McDermid comes from a working-class family in Fife. She studied English at St Hilda's College, Oxford,[1] where she was the first student to be admitted from a Scottish state school.[2]
After graduation, she became a journalist and began her literary career as a dramatist. Her first success as a novelist, Report for Murder: The First Lindsay Gordon Mystery, was published in 1987.[3]
McDermid was inducted into the prestigious Detection Club in 2000. In 2010 she won the CWA Diamond Dagger for her lifetime contribution to crime writing in the English language. She was awarded an honorary doctorate by the University of Sunderland in 2011.[4]
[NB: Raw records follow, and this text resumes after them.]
use alloy_primitives::{Address, U256};
use escrow_engine::core::asset::AssetRecord;
use escrow_engine::core::error::EscrowError;
use escrow_engine::engine::lifecycle::EscrowEngine;
use escrow_engine::engine::registry::SwapKind;
use escrow_engine::ports::memory::{InMemoryLedger, StaticMembership, StaticProbe, StaticRoles};

const UNIT_FEE: u64 = 10;

fn addr(byte: u8) -> Address {
    Address::repeat_byte(byte)
}

type Engine =
    EscrowEngine<StaticProbe, StaticMembership, StaticRoles, InMemoryLedger, InMemoryLedger>;

fn engine() -> Engine {
    let mut roles = StaticRoles::new();
    roles.grant_moderator(addr(0x0d));
    EscrowEngine::new(
        addr(0xec),
        addr(0x7e),
        StaticProbe::permissive(),
        StaticMembership::new(U256::from(UNIT_FEE)),
        roles,
        InMemoryLedger::new(),
        InMemoryLedger::new(),
    )
}

/// Full happy path: A offers X requesting Y, B finalizes with Y.
/// A ends up with Y, B with X, and both fees accrue to the counter.
#[test]
fn end_to_end_single_swap() {
    let mut engine = engine();
    let (alice, bob) = (addr(0xaa), addr(0xbb));
    let (token_x, token_y) = (addr(0x10), addr(0x11));
    engine.asset_port_mut().mint_unique(token_x, 1, alice);
    engine.asset_port_mut().mint_unique(token_y, 2, bob);

    let initiated = engine
        .initiate_single_swap(
            alice,
            U256::from(2 * UNIT_FEE),
            U256::ZERO,
            AssetRecord::unique(token_x, 1),
            AssetRecord::unique(token_y, 2),
        )
        .unwrap();
    assert_eq!(initiated.kind, SwapKind::Single);
    assert_eq!(
        engine.asset_port().owner_of(token_x, 1),
        Some(engine.custodian())
    );

    let finalized = engine
        .finalize_single_swap(bob, alice, U256::from(2 * UNIT_FEE))
        .unwrap();
    assert_eq!(finalized.finalization_fee, U256::from(2 * UNIT_FEE));
    assert_eq!(finalized.cash_forwarded, U256::ZERO);

    // Ownership swapped end to end.
    assert_eq!(engine.asset_port().owner_of(token_y, 2), Some(alice));
    assert_eq!(engine.asset_port().owner_of(token_x, 1), Some(bob));

    // Both fees accrued; the slot is cleared.
    assert_eq!(engine.accumulated_fee(), U256::from(4 * UNIT_FEE));
    assert!(!engine.registry().has_active_single(alice));
}

#[test]
fn second_initiation_blocked_until_slot_clears() {
    let mut engine = engine();
    let alice = addr(0xaa);
    let token_x = addr(0x10);
    engine.asset_port_mut().mint_unique(token_x, 1, alice);
    engine.asset_port_mut().mint_unique(token_x, 2, alice);

    engine
        .initiate_single_swap(
            alice,
            U256::from(2 * UNIT_FEE),
            U256::ZERO,
            AssetRecord::unique(token_x, 1),
            AssetRecord::unique(addr(0x11), 9),
        )
        .unwrap();

    let err = engine
        .initiate_single_swap(
            alice,
            U256::from(2 * UNIT_FEE),
            U256::ZERO,
            AssetRecord::unique(token_x, 2),
            AssetRecord::unique(addr(0x11), 9),
        )
        .unwrap_err();
    assert_eq!(err, EscrowError::SingleSwapExists { account: alice });

    // Cancelling frees the slot for a fresh initiation.
    engine.cancel_single_swap(alice).unwrap();
    engine
        .initiate_single_swap(
            alice,
            U256::from(2 * UNIT_FEE),
            U256::ZERO,
            AssetRecord::unique(token_x, 2),
            AssetRecord::unique(addr(0x11), 9),
        )
        .unwrap();
}

/// Cancelling returns exactly the escrowed asset and the initiation fee,
/// and leaves the fee counter untouched.
#[test]
fn cancellation_refunds_exactly() {
    let mut engine = engine();
    let alice = addr(0xaa);
    let token_x = addr(0x10);
    engine.asset_port_mut().mint_unique(token_x, 1, alice);

    engine
        .initiate_single_swap(
            alice,
            U256::from(2 * UNIT_FEE),
            U256::from(500),
            AssetRecord::unique(token_x, 1),
            AssetRecord::unique(addr(0x11), 2),
        )
        .unwrap();

    let cancelled = engine.cancel_single_swap(alice).unwrap();
    assert_eq!(cancelled.fee_refunded, U256::from(2 * UNIT_FEE));
    assert_eq!(cancelled.returned.len(), 1);

    assert_eq!(engine.asset_port().owner_of(token_x, 1), Some(alice));
    assert_eq!(engine.cash_port().cash_balance(alice), U256::from(2 * UNIT_FEE));
    assert_eq!(engine.accumulated_fee(), U256::ZERO);
    assert!(!engine.registry().has_active_single(alice));

    // Nothing left to cancel.
    assert_eq!(
        engine.cancel_single_swap(alice),
        Err(EscrowError::SwapNonExistent { account: alice })
    );
}

#[test]
fn subscriber_fee_gating() {
    let mut roles = StaticRoles::new();
    roles.grant_moderator(addr(0x0d));
    let mut membership = StaticMembership::new(U256::from(UNIT_FEE));
    membership.subscribe(addr(0xaa));
    let mut engine = EscrowEngine::new(
        addr(0xec),
        addr(0x7e),
        StaticProbe::permissive(),
        membership,
        roles,
        InMemoryLedger::new(),
        InMemoryLedger::new(),
    );
    let token_x = addr(0x10);
    engine.asset_port_mut().mint_unique(token_x, 1, addr(0xaa));

    // A subscriber supplying any nonzero fee is a caller error.
    let err = engine
        .initiate_single_swap(
            addr(0xaa),
            U256::from(1),
            U256::ZERO,
            AssetRecord::unique(token_x, 1),
            AssetRecord::unique(addr(0x11), 2),
        )
        .unwrap_err();
    assert!(matches!(err, EscrowError::FeeValidationFailed { .. }));

    // Zero is exactly right.
    let event = engine
        .initiate_single_swap(
            addr(0xaa),
            U256::ZERO,
            U256::ZERO,
            AssetRecord::unique(token_x, 1),
            AssetRecord::unique(addr(0x11), 2),
        )
        .unwrap();
    assert_eq!(event.fee_paid, U256::ZERO);
}

#[test]
fn cash_width_range_check() {
    let mut engine = engine();
    let too_high = U256::from(u128::MAX) + U256::from(1);

    let err = engine
        .initiate_single_swap(
            addr(0xaa),
            U256::from(2 * UNIT_FEE),
            too_high,
            AssetRecord::unique(addr(0x10), 1),
            AssetRecord::unique(addr(0x11), 2),
        )
        .unwrap_err();
    assert_eq!(
        err,
        EscrowError::CashToBeAddedOrValueTooHigh { supplied: too_high }
    );
    assert!(!engine.registry().has_active_single(addr(0xaa)));
}

#[test]
fn finalize_unknown_initiator_fails() {
    let mut engine = engine();
    assert_eq!(
        engine.finalize_single_swap(addr(0xbb), addr(0xaa), U256::from(2 * UNIT_FEE)),
        Err(EscrowError::SwapNonExistent { account: addr(0xaa) })
    );
}

#[test]
fn unattested_token_rejected_at_initiation() {
    let mut roles = StaticRoles::new();
    roles.grant_moderator(addr(0x0d));
    let mut probe = StaticProbe::new();
    probe.register_unique(addr(0x10));
    let mut engine = EscrowEngine::new(
        addr(0xec),
        addr(0x7e),
        probe,
        StaticMembership::new(U256::from(UNIT_FEE)),
        roles,
        InMemoryLedger::new(),
        InMemoryLedger::new(),
    );
    engine.asset_port_mut().mint_unique(addr(0x10), 1, addr(0xaa));

    // The requested token never attested to the unique-transfer protocol.
    let err = engine
        .initiate_single_swap(
            addr(0xaa),
            U256::from(2 * UNIT_FEE),
            U256::ZERO,
            AssetRecord::unique(addr(0x10), 1),
            AssetRecord::unique(addr(0x11), 2),
        )
        .unwrap_err();
    assert!(matches!(
        err,
        EscrowError::FailedToValidateInterfaceSupport { .. }
    ));
    assert!(!engine.registry().has_active_single(addr(0xaa)));
}

/// Bundle swap with a cash leg: two uniques and a quantity against one
/// unique, with the finalizer owing the initiator 500 on top of the fee.
#[test]
fn end_to_end_multi_swap_with_cash_leg() {
    let mut engine = engine();
    let (alice, bob) = (addr(0xaa), addr(0xbb));
    let (token_x, token_s, token_y) = (addr(0x10), addr(0x12), addr(0x11));

    engine.asset_port_mut().mint_unique(token_x, 1, alice);
    engine.asset_port_mut().mint_unique(token_x, 2, alice);
    engine.asset_port_mut().mint_quantity(token_s, 7, alice, 300);
    engine.asset_port_mut().mint_unique(token_y, 9, bob);

    let offered = vec![
        AssetRecord::unique(token_x, 1),
        AssetRecord::unique(token_x, 2),
        AssetRecord::quantity(token_s, 7, 300),
    ];
    let requested = vec![AssetRecord::unique(token_y, 9)];
    let combined = offered.len() + requested.len();

    engine
        .initiate_multi_swap(
            alice,
            U256::from(combined as u64 * UNIT_FEE),
            U256::from(500),
            offered,
            requested,
        )
        .unwrap();

    // Everything offered sits in custody.
    let custodian = engine.custodian();
    assert_eq!(engine.asset_port().owner_of(token_x, 1), Some(custodian));
    assert_eq!(engine.asset_port().owner_of(token_x, 2), Some(custodian));
    assert_eq!(engine.asset_port().balance_of(token_s, 7, custodian), 300);

    // Finalizer attaches finalization fee + cash leg.
    let attached = U256::from(combined as u64 * UNIT_FEE) + U256::from(500);
    let finalized = engine.finalize_multi_swap(bob, alice, attached).unwrap();
    assert_eq!(finalized.cash_forwarded, U256::from(500));
    assert_eq!(finalized.offered.len(), 3);
    assert_eq!(finalized.requested.len(), 1);

    // Full sets moved to their destinations; custody is empty.
    assert_eq!(engine.asset_port().owner_of(token_y, 9), Some(alice));
    assert_eq!(engine.asset_port().owner_of(token_x, 1), Some(bob));
    assert_eq!(engine.asset_port().owner_of(token_x, 2), Some(bob));
    assert_eq!(engine.asset_port().balance_of(token_s, 7, bob), 300);
    assert_eq!(engine.asset_port().balance_of(token_s, 7, custodian), 0);

    // Cash leg reached the initiator; both fees accrued.
    assert_eq!(engine.cash_port().cash_balance(alice), U256::from(500));
    assert_eq!(
        engine.accumulated_fee(),
        U256::from(2 * combined as u64 * UNIT_FEE)
    );
    assert!(!engine.registry().has_active_multi(alice));
}

#[test]
fn multi_swap_rejects_singleton_pair() {
    let mut engine = engine();
    let err = engine
        .initiate_multi_swap(
            addr(0xaa),
            U256::from(2 * UNIT_FEE),
            U256::ZERO,
            vec![AssetRecord::unique(addr(0x10), 1)],
            vec![AssetRecord::unique(addr(0x11), 2)],
        )
        .unwrap_err();
    assert_eq!(err, EscrowError::InvalidAssetsProvided);
}

#[test]
fn single_and_multi_slots_are_independent() {
    let mut engine = engine();
    let alice = addr(0xaa);
    let token_x = addr(0x10);
    for id in 1..=4 {
        engine.asset_port_mut().mint_unique(token_x, id, alice);
    }

    engine
        .initiate_single_swap(
            alice,
            U256::from(2 * UNIT_FEE),
            U256::ZERO,
            AssetRecord::unique(token_x, 1),
            AssetRecord::unique(addr(0x11), 1),
        )
        .unwrap();
    engine
        .initiate_multi_swap(
            alice,
            U256::from(3 * UNIT_FEE),
            U256::ZERO,
            vec![
                AssetRecord::unique(token_x, 2),
                AssetRecord::unique(token_x, 3),
            ],
            vec![AssetRecord::unique(addr(0x11), 2)],
        )
        .unwrap();

    assert!(engine.registry().has_active_single(alice));
    assert!(engine.registry().has_active_multi(alice));

    engine.cancel_multi_swap(alice).unwrap();
    assert!(engine.registry().has_active_single(alice));
    assert!(!engine.registry().has_active_multi(alice));
}

#[test]
fn treasury_collection_lifecycle() {
    let mut engine = engine();
    let (alice, bob) = (addr(0xaa), addr(0xbb));
    let (token_x, token_y) = (addr(0x10), addr(0x11));
    engine.asset_port_mut().mint_unique(token_x, 1, alice);
    engine.asset_port_mut().mint_unique(token_y, 2, bob);

    engine
        .initiate_single_swap(
            alice,
            U256::from(2 * UNIT_FEE),
            U256::ZERO,
            AssetRecord::unique(token_x, 1),
            AssetRecord::unique(token_y, 2),
        )
        .unwrap();
    engine
        .finalize_single_swap(bob, alice, U256::from(2 * UNIT_FEE))
        .unwrap();

    // Only moderators may sweep.
    assert_eq!(
        engine.collect(addr(0x99)),
        Err(EscrowError::OnlyModerator { account: addr(0x99) })
    );

    let collected = engine.collect(addr(0x0d)).unwrap();
    assert_eq!(collected.amount, U256::from(4 * UNIT_FEE));
    assert_eq!(engine.accumulated_fee(), U256::ZERO);
    assert_eq!(
        engine.cash_port().cash_balance(engine.treasury()),
        U256::from(4 * UNIT_FEE)
    );

    // A second sweep moves nothing.
    let collected = engine.collect(addr(0x0d)).unwrap();
    assert_eq!(collected.amount, U256::ZERO);
}

/// Conservation across a settled swap: every escrowed asset leaves custody
/// for the finalizer, every requested asset reaches the initiator, and the
/// fee counter grows by exactly both fees.
#[test]
fn finalize_conserves_assets_and_fees() {
    let mut engine = engine();
    let (alice, bob) = (addr(0xaa), addr(0xbb));
    let (token_x, token_y) = (addr(0x10), addr(0x11));
    engine.asset_port_mut().mint_quantity(token_x, 1, alice, 1_000);
    engine.asset_port_mut().mint_quantity(token_y, 1, bob, 2_000);

    engine
        .initiate_single_swap(
            alice,
            U256::from(2 * UNIT_FEE),
            U256::ZERO,
            AssetRecord::quantity(token_x, 1, 1_000),
            AssetRecord::quantity(token_y, 1, 2_000),
        )
        .unwrap();

    let fee_before = engine.accumulated_fee();
    engine
        .finalize_single_swap(bob, alice, U256::from(2 * UNIT_FEE))
        .unwrap();

    // No units created or destroyed on either token.
    assert_eq!(engine.asset_port().balance_of(token_x, 1, bob), 1_000);
    assert_eq!(engine.asset_port().balance_of(token_x, 1, alice), 0);
    assert_eq!(
        engine.asset_port().balance_of(token_x, 1, engine.custodian()),
        0
    );
    assert_eq!(engine.asset_port().balance_of(token_y, 1, alice), 2_000);
    assert_eq!(engine.asset_port().balance_of(token_y, 1, bob), 0);

    assert_eq!(
        engine.accumulated_fee() - fee_before,
        U256::from(4 * UNIT_FEE)
    );
}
McDermid was a lifelong fan of Raith Rovers football club, her father having worked as a scout for the club.[9][10][11] In 2010, she sponsored the McDermid Stand at Stark's Park, the club's ground in Kirkcaldy, in honour of her father.[11]
A year after sponsoring the stand, she became a board member of the club, and starting in 2014 her website became Raith's shirt sponsor.[12]
In February 2022, McDermid said she would be withdrawing her support and sponsorship from Raith Rovers after the club signed striker David Goodwillie, who had been ruled to have raped a woman and made to pay damages in a civil case in 2017.[13][14] Following the signing of Goodwillie, Raith Rovers women's team severed ties with the main club and renamed themselves McDermid Ladies, after the writer. McDermid moved her sponsorship to the new ladies' team.[15][16]
Ink attack
On 6 December 2012 a woman poured ink over McDermid during a book signing event at the University of Sunderland.[17][18][19][20] Sandra Botham, a 64-year-old woman from Sunderland was convicted of common assault, received a 12-month community order with supervision and was made to pay £50 compensation and a £60 victim surcharge.[20][21][22][23][24][25]
Personal life
McDermid lives in Fife and Edinburgh.[26] In 2010, she was living between Northumberland and Manchester with publisher Kelly Smith,[27] with whom she had entered into a civil partnership in 2006.[2]
On 23 October 2016 McDermid married her partner of two years, Jo Sharp, at the time a Professor of Geography at the University of Glasgow.[28][29] Sharp has been Geographer Royal for Scotland since 2022.[3]
Tony Hill (clinical psychologist) and DCI Carol Jordan
DCI Karen Pirie
Allie Burns (investigative reporter)
The Mermaids Singing, the first book in the Hill/Jordan series by Val McDermid, won the Crime Writers' AssociationGold Dagger for Best Crime Novel of the Year. The Hill/Jordan series has been adapted for television under the name Wire in the Blood, starring Robson Green and running from 2002 to 2008. Another series adapted from McDermid's books is the eponymous Karen Pirie.
McDermid has said that her character of Jacko Vance, a TV celebrity with a secret lust for torture, murder and under-age girls, who she featured in Wire in the Blood and two later books, is based on her direct personal experience of interviewing Jimmy Savile.[33]
In addition to writing novels, McDermid contributes to several British newspapers and often broadcasts on BBC Radio 4 and BBC Radio Scotland.[9] Her novels, in particular the Tony Hill series, are known for their graphic depictions of violence and torture.
In 2010, McDermid received the Cartier Diamond Dagger from the Crime Writers' Association for "outstanding achievement in the field of crime writing".[34]
McDermid considers her work to be part of the "Tartan Noir" Scottish crime fiction genre.[35]
In August 2022 McDermid reported that the estate of Agatha Christie had threatened her publishers with legal action if they referred to McDermid as "the Queen of Crime". They said that the term was copyrighted by the Christie estate.[36]